Stored data entries
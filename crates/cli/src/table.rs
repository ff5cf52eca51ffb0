// SPDX-License-Identifier: BUSL-1.1
// Copyright (c) 2026 Alfred Jean LLC

//! Plain-text table renderer for run summaries.

use std::io::Write;

/// Column text alignment.
pub enum Align {
    Left,
    Right,
}

/// A column definition in a [`Table`].
pub struct Column {
    pub name: &'static str,
    pub align: Align,
    /// Values longer than this are truncated (`None` = unlimited).
    pub max_width: Option<usize>,
}

impl Column {
    pub fn left(name: &'static str) -> Self {
        Self {
            name,
            align: Align::Left,
            max_width: None,
        }
    }

    /// Right-aligned, for numbers.
    pub fn right(name: &'static str) -> Self {
        Self {
            name,
            align: Align::Right,
            max_width: None,
        }
    }

    pub fn with_max(mut self, max: usize) -> Self {
        self.max_width = Some(max);
        self
    }
}

/// A tabular renderer that auto-computes column widths from data.
pub struct Table {
    columns: Vec<Column>,
    rows: Vec<Vec<String>>,
}

/// Column separator: double space.
const SEP: &str = "  ";

impl Table {
    pub fn new(columns: Vec<Column>) -> Self {
        Self {
            columns,
            rows: Vec::new(),
        }
    }

    pub fn row(&mut self, cells: Vec<String>) {
        self.rows.push(cells);
    }

    /// Render header and rows. Nothing is written for an empty table.
    ///
    /// The last column is never padded when left-aligned.
    pub fn render(&self, out: &mut impl Write) -> std::io::Result<()> {
        if self.rows.is_empty() {
            return Ok(());
        }
        let widths = self.compute_widths();

        let header: Vec<&str> = self.columns.iter().map(|c| c.name).collect();
        writeln!(out, "{}", self.format_row(&header, &widths))?;
        for row in &self.rows {
            let cells: Vec<&str> = (0..self.columns.len())
                .map(|i| row.get(i).map(String::as_str).unwrap_or(""))
                .collect();
            writeln!(out, "{}", self.format_row(&cells, &widths))?;
        }
        Ok(())
    }

    fn format_row(&self, cells: &[&str], widths: &[usize]) -> String {
        let last = self.columns.len().saturating_sub(1);
        self.columns
            .iter()
            .zip(cells)
            .enumerate()
            .map(|(i, (col, raw))| {
                let text = truncate(raw, col.max_width);
                if i == last && matches!(col.align, Align::Left) {
                    text.to_string()
                } else {
                    pad(text, widths[i], &col.align)
                }
            })
            .collect::<Vec<_>>()
            .join(SEP)
    }

    fn compute_widths(&self) -> Vec<usize> {
        self.columns
            .iter()
            .enumerate()
            .map(|(i, col)| {
                let max_data = self
                    .rows
                    .iter()
                    .map(|row| {
                        let len = row.get(i).map_or(0, |s| s.chars().count());
                        col.max_width.map_or(len, |max| len.min(max))
                    })
                    .max()
                    .unwrap_or(0);
                col.name.len().max(max_data)
            })
            .collect()
    }
}

fn pad(text: &str, width: usize, align: &Align) -> String {
    match align {
        Align::Left => format!("{:<width$}", text),
        Align::Right => format!("{:>width$}", text),
    }
}

/// Truncate to at most `max` characters (if set).
fn truncate(s: &str, max: Option<usize>) -> &str {
    match max {
        Some(m) => match s.char_indices().nth(m) {
            Some((idx, _)) => &s[..idx],
            None => s,
        },
        None => s,
    }
}

#[cfg(test)]
#[path = "table_tests.rs"]
mod tests;
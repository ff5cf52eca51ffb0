// SPDX-License-Identifier: BUSL-1.1
// Copyright (c) 2026 Alfred Jean LLC

//! Orchestrator driving a full load-test run

use crate::catalog::OperationCatalog;
use crate::config::{InitMode, LoadTestConfig, WorkspaceMode};
use crate::error::OrchestratorError;
use crate::load_client::{ClientReport, LoadClient, RunSettings};
use crate::workspace::WorkspaceProvisioner;
use lspload_adapters::{ClientFactory, LanguageClient};
use lspload_core::{ClientName, ClientState, IdGen, RunPhase, UuidIdGen, Workspace};
use std::future::Future;
use std::sync::Arc;
use std::time::{Duration, Instant};
use tokio::sync::oneshot;
use tokio::task::{JoinHandle, JoinSet};

/// How long one client took to initialize
#[derive(Debug, Clone, PartialEq, Eq)]
pub struct InitTiming {
    pub name: ClientName,
    pub elapsed: Duration,
    /// Error message when initialization failed
    pub error: Option<String>,
}

impl InitTiming {
    pub fn succeeded(&self) -> bool {
        self.error.is_none()
    }
}

/// Outcome of a complete run
#[derive(Debug, Clone, Default, PartialEq, Eq)]
pub struct RunSummary {
    pub timings: Vec<InitTiming>,
    pub reports: Vec<ClientReport>,
}

/// A launched run loop
struct ClientTask<C> {
    name: ClientName,
    shutdown: Option<oneshot::Sender<()>>,
    handle: JoinHandle<ClientReport>,
    /// Second handle on the client, to close it if the task dies
    observer: C,
}

/// Owns every client, task and workspace of one run.
///
/// The registries are only touched through `&mut self`; run loops never see
/// them.
pub struct Orchestrator<F: ClientFactory, I: IdGen = UuidIdGen> {
    factory: F,
    provisioner: WorkspaceProvisioner<I>,
    config: LoadTestConfig,
    clients: Vec<LoadClient<F::Client>>,
    workspaces: Vec<Arc<Workspace>>,
    tasks: Vec<ClientTask<F::Client>>,
    reports: Vec<ClientReport>,
    phase: RunPhase,
    history: Vec<RunPhase>,
}

impl<F, I> Orchestrator<F, I>
where
    F: ClientFactory,
    I: IdGen,
{
    pub fn new(factory: F, provisioner: WorkspaceProvisioner<I>, config: LoadTestConfig) -> Self {
        Self {
            factory,
            provisioner,
            config,
            clients: Vec::new(),
            workspaces: Vec::new(),
            tasks: Vec::new(),
            reports: Vec::new(),
            phase: RunPhase::Idle,
            history: vec![RunPhase::Idle],
        }
    }

    pub fn config(&self) -> &LoadTestConfig {
        &self.config
    }

    pub fn phase(&self) -> RunPhase {
        self.phase
    }

    /// Every phase entered so far, starting with `Idle`
    pub fn phase_history(&self) -> &[RunPhase] {
        &self.history
    }

    /// Clients spawned or initialized but not yet running
    pub fn clients(&self) -> &[LoadClient<F::Client>] {
        &self.clients
    }

    pub fn workspaces(&self) -> &[Arc<Workspace>] {
        &self.workspaces
    }

    /// Run loops launched and not yet joined
    pub fn pending_tasks(&self) -> usize {
        self.tasks.len()
    }

    /// Reports of every joined run loop
    pub fn reports(&self) -> &[ClientReport] {
        &self.reports
    }

    fn transition(&mut self, next: RunPhase) -> Result<(), OrchestratorError> {
        self.phase = self.phase.advance(next)?;
        self.history.push(next);
        tracing::debug!(phase = %next, "phase entered");
        Ok(())
    }

    /// Create the workspaces for `n` clients and register them.
    ///
    /// Workspaces created before a failure stay registered so `cleanup`
    /// removes them.
    pub fn provision(&mut self, n: usize) -> Result<Vec<Arc<Workspace>>, OrchestratorError> {
        let projects: Vec<String> = match self.config.workspace_mode {
            WorkspaceMode::Shared => vec![format!("{}-shared", self.config.project_prefix)],
            WorkspaceMode::PerClient => (0..n)
                .map(|i| ClientName::indexed(&self.config.project_prefix, i).to_string())
                .collect(),
        };

        let mut created = Vec::with_capacity(projects.len());
        for project in projects {
            let workspace = Arc::new(self.provisioner.spawn_workspace(&project)?);
            self.workspaces.push(Arc::clone(&workspace));
            created.push(workspace);
        }
        Ok(created)
    }

    /// Build `n` load clients, each bound to `workspaces[i % len]`.
    ///
    /// With a single workspace every client shares it. Returns the number
    /// of clients registered.
    pub fn spawn_clients(&mut self, n: usize, workspaces: &[Arc<Workspace>]) -> usize {
        if workspaces.is_empty() {
            tracing::warn!(requested = n, "no workspace to bind clients to");
            return 0;
        }
        for i in 0..n {
            let name = ClientName::indexed(&self.config.project_prefix, i);
            let workspace = Arc::clone(&workspaces[i % workspaces.len()]);
            let catalog = OperationCatalog::for_workspace(&workspace, self.config.with_edits);
            let client = self.factory.create(&name);
            self.clients.push(LoadClient::new(
                name,
                client,
                workspace,
                catalog,
                RunSettings::from_config(&self.config, i),
            ));
        }
        tracing::info!(clients = n, workspaces = workspaces.len(), "clients spawned");
        n
    }

    /// Initialize every registered client, timing each one.
    ///
    /// Clients that fail are exited and dropped from the registry. Clients
    /// stay registered while their handshake runs, so cancelling this future
    /// leaves every one of them for `kill_all` to exit.
    pub async fn init_clients(&mut self) -> Vec<InitTiming> {
        let timings = match self.config.init_mode {
            InitMode::Sequential => {
                let mut timings = Vec::with_capacity(self.clients.len());
                for client in &self.clients {
                    timings.push(init_timed(client.name(), client.client(), client.workspace()).await);
                }
                timings
            }
            InitMode::Concurrent => {
                let mut set = JoinSet::new();
                for (index, client) in self.clients.iter().enumerate() {
                    let name = client.name().clone();
                    let handle = client.client().clone();
                    let workspace = Arc::clone(client.workspace());
                    set.spawn(async move { (index, init_timed(&name, &handle, &workspace).await) });
                }
                let mut results = Vec::with_capacity(set.len());
                while let Some(joined) = set.join_next().await {
                    match joined {
                        Ok(result) => results.push(result),
                        Err(e) => tracing::error!(error = %e, "client init task failed"),
                    }
                }
                results.sort_by_key(|(index, _)| *index);
                results.into_iter().map(|(_, timing)| timing).collect()
            }
        };

        for client in std::mem::take(&mut self.clients) {
            let initialized = timings
                .iter()
                .any(|t| &t.name == client.name() && t.succeeded());
            if initialized {
                self.clients.push(client);
            } else {
                client.client().exit().await;
            }
        }
        timings
    }

    /// Launch a run loop task for every initialized client
    pub fn run_clients(&mut self) -> usize {
        let mut launched = 0;
        for client in std::mem::take(&mut self.clients) {
            if client.client().state() != ClientState::Initialized {
                tracing::warn!(client = %client.name(), state = %client.client().state(), "skipping client that is not initialized");
                self.clients.push(client);
                continue;
            }
            let (tx, rx) = oneshot::channel();
            let name = client.name().clone();
            let observer = client.client().clone();
            let handle = tokio::spawn(client.run(rx));
            self.tasks.push(ClientTask {
                name,
                shutdown: Some(tx),
                handle,
                observer,
            });
            launched += 1;
        }
        tracing::info!(clients = launched, "run loops launched");
        launched
    }

    /// Signal every run loop, then wait for all of them.
    ///
    /// Afterwards no task is pending and every client is closed.
    pub async fn kill_all(&mut self) -> Vec<ClientReport> {
        for task in &mut self.tasks {
            if let Some(tx) = task.shutdown.take() {
                let _ = tx.send(());
            }
        }

        let mut reports = Vec::with_capacity(self.tasks.len());
        for task in std::mem::take(&mut self.tasks) {
            match task.handle.await {
                Ok(report) => reports.push(report),
                Err(e) => {
                    tracing::error!(client = %task.name, error = %e, "run loop ended abnormally");
                    task.observer.exit().await;
                }
            }
        }

        // Spawned but never launched
        for client in std::mem::take(&mut self.clients) {
            client.client().exit().await;
        }

        tracing::info!(clients = reports.len(), "all clients stopped");
        self.reports.extend(reports.iter().cloned());
        reports
    }

    /// Delete every registered workspace
    pub fn cleanup(&mut self) {
        for workspace in std::mem::take(&mut self.workspaces) {
            self.provisioner.cleanup(&workspace);
        }
    }

    /// Stop every client, then remove every workspace
    pub async fn drain(&mut self) -> Vec<ClientReport> {
        let reports = self.kill_all().await;
        self.cleanup();
        reports
    }

    /// Full run with a soak that only ends when the soak time elapses
    pub async fn launch_test(&mut self, n: usize) -> Result<RunSummary, OrchestratorError> {
        self.launch_test_until(n, std::future::pending()).await
    }

    /// Provision, spawn, initialize and run `n` clients, soak until the soak
    /// time elapses or `interrupt` completes, then drain.
    ///
    /// An interrupt during initialization abandons the run with
    /// `OrchestratorError::Interrupted`. Draining happens on every path out,
    /// errors included.
    pub async fn launch_test_until(
        &mut self,
        n: usize,
        interrupt: impl Future<Output = ()>,
    ) -> Result<RunSummary, OrchestratorError> {
        self.transition(RunPhase::Provisioning)?;

        let result = self.run_phases(n, interrupt).await;
        if let Err(e) = &result {
            tracing::error!(phase = %self.phase, error = %e, "load test failed");
        }

        self.transition(RunPhase::Draining)?;
        let reports = self.drain().await;
        self.transition(RunPhase::Terminated)?;

        result.map(|timings| RunSummary { timings, reports })
    }

    async fn run_phases(
        &mut self,
        n: usize,
        interrupt: impl Future<Output = ()>,
    ) -> Result<Vec<InitTiming>, OrchestratorError> {
        tokio::pin!(interrupt);
        let workspaces = self.provision(n)?;
        self.spawn_clients(n, &workspaces);

        self.transition(RunPhase::Initializing)?;
        let timings = tokio::select! {
            biased;
            _ = &mut interrupt => {
                tracing::info!("initialization interrupted");
                return Err(OrchestratorError::Interrupted(RunPhase::Initializing));
            }
            timings = self.init_clients() => timings,
        };
        if timings.iter().all(|t| !t.succeeded()) {
            return Err(OrchestratorError::NoClientsInitialized {
                attempted: timings.len(),
            });
        }

        self.transition(RunPhase::Running)?;
        self.run_clients();

        let soak = self.config.soak();
        tokio::select! {
            _ = tokio::time::sleep(soak) => {
                tracing::info!(soak_ms = soak.as_millis() as u64, "soak complete");
            }
            _ = &mut interrupt => {
                tracing::info!("soak interrupted");
            }
        }
        Ok(timings)
    }
}

/// Best-effort release when a run was not drained.
///
/// Nothing can be awaited here, so clients are dropped without sending
/// `shutdown`/`exit`. Run loops are aborted and every client handle the
/// orchestrator holds is released before the workspaces are removed.
impl<F: ClientFactory, I: IdGen> Drop for Orchestrator<F, I> {
    fn drop(&mut self) {
        if self.tasks.is_empty() && self.clients.is_empty() && self.workspaces.is_empty() {
            return;
        }
        tracing::warn!(
            tasks = self.tasks.len(),
            clients = self.clients.len(),
            workspaces = self.workspaces.len(),
            "orchestrator dropped without draining"
        );
        for task in self.tasks.drain(..) {
            task.handle.abort();
        }
        self.clients.clear();
        for workspace in self.workspaces.drain(..) {
            self.provisioner.cleanup(&workspace);
        }
    }
}

async fn init_timed<C: LanguageClient>(
    name: &ClientName,
    client: &C,
    workspace: &Workspace,
) -> InitTiming {
    let start = Instant::now();
    let result = client.init(workspace.root()).await;
    let elapsed = start.elapsed();
    let elapsed_ms = elapsed.as_millis() as u64;
    let error = match result {
        Ok(()) => {
            tracing::info!(client = %name, elapsed_ms, "client initialized");
            None
        }
        Err(e) => {
            tracing::warn!(client = %name, elapsed_ms, error = %e, "client failed to initialize");
            Some(e.to_string())
        }
    };
    InitTiming {
        name: name.clone(),
        elapsed,
        error,
    }
}

#[cfg(test)]
#[path = "orchestrator_tests.rs"]
mod tests;
// SPDX-License-Identifier: BUSL-1.1
// Copyright (c) 2026 Alfred Jean LLC

//! JSON-RPC messages and `Content-Length` framing

use serde::{Deserialize, Serialize};
use serde_json::Value;
use thiserror::Error;
use tokio::io::{AsyncBufRead, AsyncBufReadExt, AsyncReadExt};

/// Largest message body accepted from a peer
pub const MAX_CONTENT_LENGTH: usize = 64 * 1024 * 1024;

/// Longest header line accepted, terminator included
const MAX_HEADER_LINE: usize = 8 * 1024;

/// Errors from reading or writing framed messages
#[derive(Debug, Error)]
pub enum WireError {
    #[error("connection closed")]
    Closed,
    #[error("io error: {0}")]
    Io(#[from] std::io::Error),
    #[error("missing Content-Length header")]
    MissingContentLength,
    #[error("invalid header: {0}")]
    InvalidHeader(String),
    #[error("invalid message body: {0}")]
    Json(#[from] serde_json::Error),
}

/// A JSON-RPC message in either direction
#[derive(Debug, Clone, PartialEq, Serialize, Deserialize)]
#[serde(untagged)]
pub enum Message {
    Request(Request),
    Notification(Notification),
    Response(Response),
}

#[derive(Debug, Clone, PartialEq, Serialize, Deserialize)]
pub struct Request {
    pub jsonrpc: String,
    pub id: Value,
    pub method: String,
    #[serde(default, skip_serializing_if = "Option::is_none")]
    pub params: Option<Value>,
}

#[derive(Debug, Clone, PartialEq, Serialize, Deserialize)]
pub struct Notification {
    pub jsonrpc: String,
    pub method: String,
    #[serde(default, skip_serializing_if = "Option::is_none")]
    pub params: Option<Value>,
}

#[derive(Debug, Clone, PartialEq, Serialize, Deserialize)]
pub struct Response {
    pub jsonrpc: String,
    pub id: Option<Value>,
    #[serde(default)]
    pub result: Option<Value>,
    #[serde(default, skip_serializing_if = "Option::is_none")]
    pub error: Option<ResponseError>,
}

#[derive(Debug, Clone, PartialEq, Serialize, Deserialize)]
pub struct ResponseError {
    pub code: i64,
    pub message: String,
    #[serde(default, skip_serializing_if = "Option::is_none")]
    pub data: Option<Value>,
}

/// `null` params are omitted from the wire
fn params_field(params: Value) -> Option<Value> {
    (!params.is_null()).then_some(params)
}

impl Request {
    pub fn new(id: i64, method: &str, params: Value) -> Self {
        Self {
            jsonrpc: "2.0".to_string(),
            id: Value::from(id),
            method: method.to_string(),
            params: params_field(params),
        }
    }
}

impl Notification {
    pub fn new(method: &str, params: Value) -> Self {
        Self {
            jsonrpc: "2.0".to_string(),
            method: method.to_string(),
            params: params_field(params),
        }
    }
}

impl Response {
    pub fn ok(id: Value, result: Value) -> Self {
        Self {
            jsonrpc: "2.0".to_string(),
            id: Some(id),
            result: Some(result),
            error: None,
        }
    }

    pub fn err(id: Value, code: i64, message: &str) -> Self {
        Self {
            jsonrpc: "2.0".to_string(),
            id: Some(id),
            result: None,
            error: Some(ResponseError {
                code,
                message: message.to_string(),
                data: None,
            }),
        }
    }

    /// Numeric request id this response answers, if any
    pub fn numeric_id(&self) -> Option<i64> {
        self.id.as_ref().and_then(Value::as_i64)
    }
}

/// Serialize a message with its `Content-Length` header
pub fn encode_message<T: Serialize>(message: &T) -> Result<Vec<u8>, WireError> {
    let json = serde_json::to_string(message)?;
    let mut framed = format!("Content-Length: {}\r\n\r\n", json.len()).into_bytes();
    framed.extend_from_slice(json.as_bytes());
    Ok(framed)
}

/// Read one framed message.
///
/// Returns `WireError::Closed` on a clean EOF before any header byte.
/// Bodies above [`MAX_CONTENT_LENGTH`] are rejected before allocating.
pub async fn read_message<R>(reader: &mut R) -> Result<Message, WireError>
where
    R: AsyncBufRead + Unpin,
{
    let mut content_length: Option<usize> = None;
    let mut saw_header = false;

    loop {
        let mut line = String::new();
        let read = (&mut *reader)
            .take(MAX_HEADER_LINE as u64)
            .read_line(&mut line)
            .await?;
        if read == 0 {
            return Err(if saw_header {
                WireError::InvalidHeader("unexpected end of headers".to_string())
            } else {
                WireError::Closed
            });
        }
        saw_header = true;
        if !line.ends_with('\n') && read == MAX_HEADER_LINE {
            return Err(WireError::InvalidHeader(format!(
                "header line longer than {MAX_HEADER_LINE} bytes"
            )));
        }

        let line = line.trim_end_matches(['\r', '\n']);
        if line.is_empty() {
            break;
        }

        let Some((name, value)) = line.split_once(':') else {
            return Err(WireError::InvalidHeader(line.to_string()));
        };
        if name.trim().eq_ignore_ascii_case("content-length") {
            let len = value
                .trim()
                .parse::<usize>()
                .map_err(|_| WireError::InvalidHeader(line.to_string()))?;
            if len > MAX_CONTENT_LENGTH {
                return Err(WireError::InvalidHeader(format!(
                    "Content-Length {len} exceeds {MAX_CONTENT_LENGTH}"
                )));
            }
            content_length = Some(len);
        }
    }

    let len = content_length.ok_or(WireError::MissingContentLength)?;
    let mut body = vec![0u8; len];
    reader.read_exact(&mut body).await?;
    Ok(serde_json::from_slice(&body)?)
}

#[cfg(test)]
#[path = "wire_tests.rs"]
mod tests;
// SPDX-License-Identifier: BUSL-1.1
// Copyright (c) 2026 Alfred Jean LLC

// Allow panic!/unwrap/expect in test code
#![cfg_attr(test, allow(clippy::panic))]
#![cfg_attr(test, allow(clippy::unwrap_used))]
#![cfg_attr(test, allow(clippy::expect_used))]

//! lspload-core: shared types for the lspload load-testing harness

pub mod client_state;
pub mod id;
pub mod phase;
pub mod position;
pub mod workspace;

pub use client_state::ClientState;
pub use id::{ClientName, IdGen, SequentialIdGen, UuidIdGen};
pub use phase::{PhaseError, RunPhase};
pub use position::Position;
pub use workspace::Workspace;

### TASK DIRECTIONS
Only these lines should appear in the reply: the one containing "Ok(serde_json::from_slice(&body)?)", the last line of the data, and all lines between them, each copied exactly.

### RESPONSE TO THE EXERCISE
    Ok(serde_json::from_slice(&body)?)
}

#[cfg(test)]
#[path = "wire_tests.rs"]
mod tests;
// SPDX-License-Identifier: BUSL-1.1
// Copyright (c) 2026 Alfred Jean LLC

// Allow panic!/unwrap/expect in test code
#![cfg_attr(test, allow(clippy::panic))]
#![cfg_attr(test, allow(clippy::unwrap_used))]
#![cfg_attr(test, allow(clippy::expect_used))]

//! lspload-core: shared types for the lspload load-testing harness

pub mod client_state;
pub mod id;
pub mod phase;
pub mod position;
pub mod workspace;

pub use client_state::ClientState;
pub use id::{ClientName, IdGen, SequentialIdGen, UuidIdGen};
pub use phase::{PhaseError, RunPhase};
pub use position::Position;
pub use workspace::Workspace;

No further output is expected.